I stepped closer. Right into his space.
"I'm not doing that anymore."
His breath caught. His eyes — wild, cornered, like he knew he was losing something he didn't know how to name. But he still didn't speak.
And that silence? That was the end.
I stared at him — this boy who once made me feel invincible, who now looked like a ghost stitched into skin — and I let the final word settle in the space between us like a curse:
"I hope one day you're brave enough to stand for something. But until then—" my voice cracked, but I held it together, "I'm done standing with you."
And then I turned. Not because I was done hurting. But because I wasn't going to carry him anymore.
Whatever we were—whatever we could've been?
He left it behind.
And I wasn't staying there with it.
Not with my name hanging in the mouths of Deatheaters. Not when he had the chance to stop it... and didn't.
Behind me, I felt Adrien's presence. Solid. Steady. Home.
Fred's hand brushed against hers. George stepped back into place beside me.
We walked out together.
Not broken. Not bleeding. Just done.
We didn't fall apart. Not right away, at least.
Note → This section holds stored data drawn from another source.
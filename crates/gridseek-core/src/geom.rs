//! Geometry primitives: [`Point`] and [`Range`].

use std::fmt;
use std::hash::{Hash, Hasher};
use std::ops::{Add, Sub};
use std::str::FromStr;

// ---------------------------------------------------------------------------
// Point
// ---------------------------------------------------------------------------

/// A 2D integer grid position. X grows right, Y grows down.
#[derive(Copy, Clone, Debug, Default, PartialEq, Eq)]
#[cfg_attr(feature = "serde", derive(serde::Serialize, serde::Deserialize))]
pub struct Point {
    pub x: i32,
    pub y: i32,
}

impl Point {
    /// Origin (0, 0).
    pub const ZERO: Self = Self { x: 0, y: 0 };

    /// Create a new point.
    #[inline]
    pub const fn new(x: i32, y: i32) -> Self {
        Self { x, y }
    }

    /// Return a point shifted by (dx, dy).
    #[inline]
    pub const fn shift(self, dx: i32, dy: i32) -> Self {
        Self {
            x: self.x + dx,
            y: self.y + dy,
        }
    }

    /// Whether `other` is one of the four axis-aligned neighbours of `self`.
    #[inline]
    pub fn is_adjacent(self, other: Point) -> bool {
        (self.x - other.x).abs() + (self.y - other.y).abs() == 1
    }
}

impl Hash for Point {
    fn hash<H: Hasher>(&self, state: &mut H) {
        self.x.hash(state);
        self.y.hash(state);
    }
}

impl PartialOrd for Point {
    fn partial_cmp(&self, other: &Self) -> Option<std::cmp::Ordering> {
        Some(self.cmp(other))
    }
}

impl Ord for Point {
    fn cmp(&self, other: &Self) -> std::cmp::Ordering {
        self.y.cmp(&other.y).then(self.x.cmp(&other.x))
    }
}

impl fmt::Display for Point {
    fn fmt(&self, f: &mut fmt::Formatter<'_>) -> fmt::Result {
        write!(f, "({}, {})", self.x, self.y)
    }
}

/// Error returned when parsing a [`Point`] from `"x,y"` text fails.
#[derive(Debug, Clone, PartialEq, Eq)]
pub struct ParsePointError(String);

impl fmt::Display for ParsePointError {
    fn fmt(&self, f: &mut fmt::Formatter<'_>) -> fmt::Result {
        write!(f, "invalid point \u{201c}{}\u{201d}: expected X,Y", self.0)
    }
}

impl std::error::Error for ParsePointError {}

impl FromStr for Point {
    type Err = ParsePointError;

    /// Parse `"x,y"`, optionally wrapped in parentheses.
    fn from_str(s: &str) -> Result<Self, Self::Err> {
        let err = || ParsePointError(s.to_string());
        let inner = s.trim().trim_start_matches('(').trim_end_matches(')');
        let (x, y) = inner.split_once(',').ok_or_else(err)?;
        let x = x.trim().parse().map_err(|_| err())?;
        let y = y.trim().parse().map_err(|_| err())?;
        Ok(Point::new(x, y))
    }
}

impl Add for Point {
    type Output = Self;
    #[inline]
    fn add(self, rhs: Self) -> Self {
        Self::new(self.x + rhs.x, self.y + rhs.y)
    }
}

impl Sub for Point {
    type Output = Self;
    #[inline]
    fn sub(self, rhs: Self) -> Self {
        Self::new(self.x - rhs.x, self.y - rhs.y)
    }
}

// ---------------------------------------------------------------------------
// Range
// ---------------------------------------------------------------------------

/// A half-open rectangle \[min, max). `min` is inclusive, `max` is exclusive.
#[derive(Copy, Clone, Debug, Default, PartialEq, Eq)]
#[cfg_attr(feature = "serde", derive(serde::Serialize, serde::Deserialize))]
pub struct Range {
    pub min: Point,
    pub max: Point,
}

impl Range {
    /// Create a new range from two corners, canonicalized so that
    /// `min` ≤ `max` on each axis.
    #[inline]
    pub fn new(x0: i32, y0: i32, x1: i32, y1: i32) -> Self {
        Self {
            min: Point::new(x0.min(x1), y0.min(y1)),
            max: Point::new(x0.max(x1), y0.max(y1)),
        }
    }

    /// Size as a `Point` (width = max.x - min.x, height = max.y - min.y).
    #[inline]
    pub fn size(self) -> Point {
        Point::new(self.max.x - self.min.x, self.max.y - self.min.y)
    }

    /// Width of the range.
    #[inline]
    pub fn width(self) -> i32 {
        self.max.x - self.min.x
    }

    /// Height of the range.
    #[inline]
    pub fn height(self) -> i32 {
        self.max.y - self.min.y
    }

    /// Total number of cells in the range.
    #[inline]
    pub fn len(self) -> usize {
        if self.is_empty() {
            return 0;
        }
        (self.width() as usize) * (self.height() as usize)
    }

    /// Whether the range has zero or negative area.
    #[inline]
    pub fn is_empty(self) -> bool {
        self.min.x >= self.max.x || self.min.y >= self.max.y
    }

    /// Whether `p` is inside the half-open range.
    #[inline]
    pub fn contains(self, p: Point) -> bool {
        p.x >= self.min.x && p.x < self.max.x && p.y >= self.min.y && p.y < self.max.y
    }

    /// Row-major index of `p` relative to `min`, or `None` if `p` is outside.
    #[inline]
    pub fn index(self, p: Point) -> Option<usize> {
        if !self.contains(p) {
            return None;
        }
        let x = (p.x - self.min.x) as usize;
        let y = (p.y - self.min.y) as usize;
        Some(y * self.width() as usize + x)
    }

    /// Inverse of [`index`](Self::index).
    #[inline]
    pub fn point(self, idx: usize) -> Point {
        let w = self.width().max(1) as usize;
        Point::new((idx % w) as i32 + self.min.x, (idx / w) as i32 + self.min.y)
    }

    /// Row-major iterator over every point in the range.
    #[inline]
    pub fn iter(self) -> RangeIter {
        RangeIter {
            range: self,
            cur: self.min,
        }
    }
}

impl IntoIterator for Range {
    type Item = Point;
    type IntoIter = RangeIter;
    #[inline]
    fn into_iter(self) -> RangeIter {
        self.iter()
    }
}

// ---------------------------------------------------------------------------
// RangeIter
// ---------------------------------------------------------------------------

/// Row-major iterator over the points in a [`Range`].
#[derive(Clone, Debug)]
pub struct RangeIter {
    range: Range,
    cur: Point,
}

impl Iterator for RangeIter {
    type Item = Point;

    #[inline]
    fn next(&mut self) -> Option<Point> {
        if self.cur.y >= self.range.max.y || self.range.is_empty() {
            return None;
        }
        let p = self.cur;
        self.cur.x += 1;
        if self.cur.x >= self.range.max.x {
            self.cur.x = self.range.min.x;
            self.cur.y += 1;
        }
        Some(p)
    }

    #[inline]
    fn size_hint(&self) -> (usize, Option<usize>) {
        if self.range.is_empty() || self.cur.y >= self.range.max.y {
            return (0, Some(0));
        }
        let w = self.range.width() as usize;
        let remaining_in_row = (self.range.max.x - self.cur.x) as usize;
        let remaining_rows = (self.range.max.y - self.cur.y - 1) as usize;
        let total = remaining_in_row + remaining_rows * w;
        (total, Some(total))
    }
}

impl ExactSizeIterator for RangeIter {}

#[cfg(test)]
mod tests {
    use super::*;

    #[test]
    fn point_arithmetic() {
        let a = Point::new(1, 2);
        let b = Point::new(3, 4);
        assert_eq!(a + b, Point::new(4, 6));
        assert_eq!(b - a, Point::new(2, 2));
        assert_eq!(a.shift(-1, 1), Point::new(0, 3));
    }

    #[test]
    fn point_adjacency() {
        let p = Point::new(2, 2);
        assert!(p.is_adjacent(Point::new(2, 1)));
        assert!(p.is_adjacent(Point::new(3, 2)));
        assert!(!p.is_adjacent(Point::new(3, 3)));
        assert!(!p.is_adjacent(p));
    }

    #[test]
    fn point_from_str() {
        assert_eq!("3,4".parse::<Point>(), Ok(Point::new(3, 4)));
        assert_eq!(" (0, 12) ".parse::<Point>(), Ok(Point::new(0, 12)));
        assert!("3".parse::<Point>().is_err());
        assert!("a,b".parse::<Point>().is_err());
    }

    #[test]
    fn range_basics() {
        let r = Range::new(0, 0, 3, 2);
        assert_eq!(r.size(), Point::new(3, 2));
        assert_eq!(r.len(), 6);
        assert!(r.contains(Point::new(0, 0)));
        assert!(r.contains(Point::new(2, 1)));
        assert!(!r.contains(Point::new(3, 0)));
        assert!(!r.contains(Point::new(0, -1)));
    }

    #[test]
    fn range_auto_canonicalize() {
        let r = Range::new(3, 2, 0, 0);
        assert_eq!(r.min, Point::new(0, 0));
        assert_eq!(r.max, Point::new(3, 2));
    }

    #[test]
    fn range_index_round_trip() {
        let r = Range::new(0, 0, 4, 3);
        for (i, p) in r.iter().enumerate() {
            assert_eq!(r.index(p), Some(i));
            assert_eq!(r.point(i), p);
        }
        assert_eq!(r.index(Point::new(4, 0)), None);
    }

    #[test]
    fn range_iter_count() {
        let r = Range::new(0, 0, 3, 2);
        let it = r.iter();
        assert_eq!(it.len(), 6);
        let pts: Vec<_> = it.collect();
        assert_eq!(pts[0], Point::new(0, 0));
        assert_eq!(pts[5], Point::new(2, 1));
        assert_eq!(Range::default().iter().count(), 0);
    }
}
After the Owlery, the rage settled into something colder. Sharper. More dangerous.
We got quiet. But not still.
Throughout the next few months things were still, quiet (for the most part). Thanks to what happened at the Blackwood house, the confrontation with Draco and Blaise—we had to dial back on the pranks for a while and focus on training.
The Room of Requirement flickered with golden light as Dumbledore's Army sharpened like blades beneath it.
My wand cut through the air without hesitation, my stance tighter now. Stronger.
Adrien's spell hit harder, faster—silent and direct—while Fred cheered obnoxiously from the corner.
George called us "terrifying in the best way."
When we weren't training, we were in the Gryffindor Common room, fighting between snickering and studying.
Ginny snorting cocoa through her nose while Adrien would argue with Ron about which magical creature had the best kill stats.
Hermione rolled her eyes.
Fred and Adrien, tangled together on the floor in a mess of limbs and sarcasm, looked like they'd been that way forever.
And me? I was starting to breathe again. Piece by piece.
Even if the edges were still sharp.
Then there were the quiet moments, Adrien sat by the fire scanning magical papers and Muggle headlines like they held the missing half of her. Every issue. Every edition.
We stopped asking if she found anything.
Because we already knew the answer.
We still practiced—harder now. Speechless magic. Wordless spells. Defensive hexes disguised as flourishes. Every movement deliberate. Controlled. Silent.
The pranks slowed.
But only for now.
It was April when it happened—we should have known not to get too comfortable...
"Where is he?" Hermione's voice cracked over the common room like a curse.
We snapped our heads up.
"Who?" George asked, but he already knew.
"Harry," Ron said, pale. "They know."
Hermione was breathless. "The DA's been compromised. Someone told. And they're—they're in Umbridge's office right now. Dumbledore, McGonagall, Snape..."
My stomach dropped.
"...and Harry."
Adrien stood so fast her chair nearly toppled. "What?"
George was already on his feet.
Fred's face darkened like a storm cloud rolling in. "How bad?"
"Bad," Ron said. "Real bad."
The common room exploded into motion—books shoved aside, cards forgotten, every heartbeat syncing to the same beat:
War's back on.
And this time? We weren't going to wait to be told what side we were on.